IleostomyIn an ileostomy operation, a part of your small bowel called the ileum is brought to the surface of your abdomen to form the stoma. An ileostomy is typically made in cases where the end part of the small bowel is diseased, and is usually made on the right-hand side of your abdomen.

Stools in this part of the intestine are generally fluid and, because a stoma has no muscle to control defecation, will need to be collected in a pouch.

There are two different types of ileostomy surgery:

End ileostomy
An end ileostomy is made when part of your large bowel (colon) is removed (or simply needs to rest) and the end of your small bowel is brought to the surface of the abdomen to form a stoma. An end ileostomy can be temporary or permanent.

The temporary solution is relevant in situations where the diseased part of the bowel has been removed and the remaining part needs to rest before the ends are joined together. The permanent solution is chosen in situations where it is too risky or not possible to re-join the two parts of the intestine.

Loop ileostomy
In a loop ileostomy, a loop of the small bowel is lifted above skin level and held in place with a stoma rod. A cut is made on the exposed bowel loop, and the ends are then rolled down and sewn onto the skin. In this way, a loop ileostomy actually consists of two stomas that are joined together.
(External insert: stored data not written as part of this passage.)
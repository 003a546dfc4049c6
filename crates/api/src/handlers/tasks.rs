//! Remediation task handlers.

use axum::extract::{Path, Query, State};
use axum::http::StatusCode;
use axum::response::IntoResponse;
use axum::Json;

use agriops_core::error::CoreError;
use agriops_core::tasks::{validate_task_priority, TASK_STATUS_COMPLETED};
use agriops_core::types::DbId;
use agriops_db::models::task::{CreateTask, TaskFilter, UpdateTaskStatus};
use agriops_db::repositories::{FieldRepo, TaskRepo};

use crate::error::AppResult;
use crate::middleware::auth::AuthUser;
use crate::middleware::rbac::RequireSupervisor;
use crate::response::DataResponse;
use crate::state::AppState;

/// GET /tasks?status=&field_id= (any authenticated user)
///
/// Most urgent first, then newest.
pub async fn list_tasks(
    _auth: AuthUser,
    State(state): State<AppState>,
    Query(filter): Query<TaskFilter>,
) -> AppResult<impl IntoResponse> {
    let tasks = TaskRepo::list(&state.pool, &filter).await?;
    Ok(Json(DataResponse { data: tasks }))
}

/// POST /tasks (supervisor/admin)
///
/// Manual task creation; the critical-reading path creates tasks itself.
pub async fn create_task(
    RequireSupervisor(_user): RequireSupervisor,
    State(state): State<AppState>,
    Json(input): Json<CreateTask>,
) -> AppResult<impl IntoResponse> {
    if input.title.trim().is_empty() {
        return Err(CoreError::Validation("Title is required".into()).into());
    }
    if input.description.trim().is_empty() {
        return Err(CoreError::Validation("Description is required".into()).into());
    }
    if let Some(ref priority) = input.priority {
        validate_task_priority(priority)?;
    }

    FieldRepo::find_by_id(&state.pool, input.field_id)
        .await?
        .ok_or(CoreError::NotFound {
            entity: "Field",
            id: input.field_id,
        })?;

    let task = TaskRepo::create(&state.pool, &input).await?;

    tracing::info!(task_id = task.id, field_id = task.field_id, "Task created");

    Ok((StatusCode::CREATED, Json(DataResponse { data: task })))
}

/// PATCH /tasks/{id}/status (supervisor/admin)
///
/// The only allowed transition is `OPEN` -> `COMPLETED`.
pub async fn update_task_status(
    RequireSupervisor(_user): RequireSupervisor,
    State(state): State<AppState>,
    Path(id): Path<DbId>,
    Json(input): Json<UpdateTaskStatus>,
) -> AppResult<impl IntoResponse> {
    if input.status != TASK_STATUS_COMPLETED {
        return Err(CoreError::Validation(format!(
            "Invalid task status update: {}",
            input.status
        ))
        .into());
    }

    let task = TaskRepo::update_status(&state.pool, id, &input.status)
        .await?
        .ok_or(CoreError::NotFound { entity: "Task", id })?;

    tracing::info!(task_id = id, status = %input.status, "Task status updated");

    Ok(Json(DataResponse { data: task }))
}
The loop ileostomy is typically temporary and performed to protect a surgical join in the bowel. If temporary, it will be closed or reversed in a later operation.

Urostomy


UrostomyIf your bladder or urinary system is damaged or diseased and you are unable to pass urine normally, you will need a urinary diversion. This is called a urostomy, an ileal conduit or a Bricker bladder.

An isolated part of the intestine is brought onto the surface of the right-hand side of your abdomen and the other end is sewn up. The ureters are detached from the bladder and reattached to the isolated section of the intestine. Because this section of the intestine is too small to function as a reservoir, and there is no muscle or valve to control urination, you will need a urostomy pouch to collect the urine.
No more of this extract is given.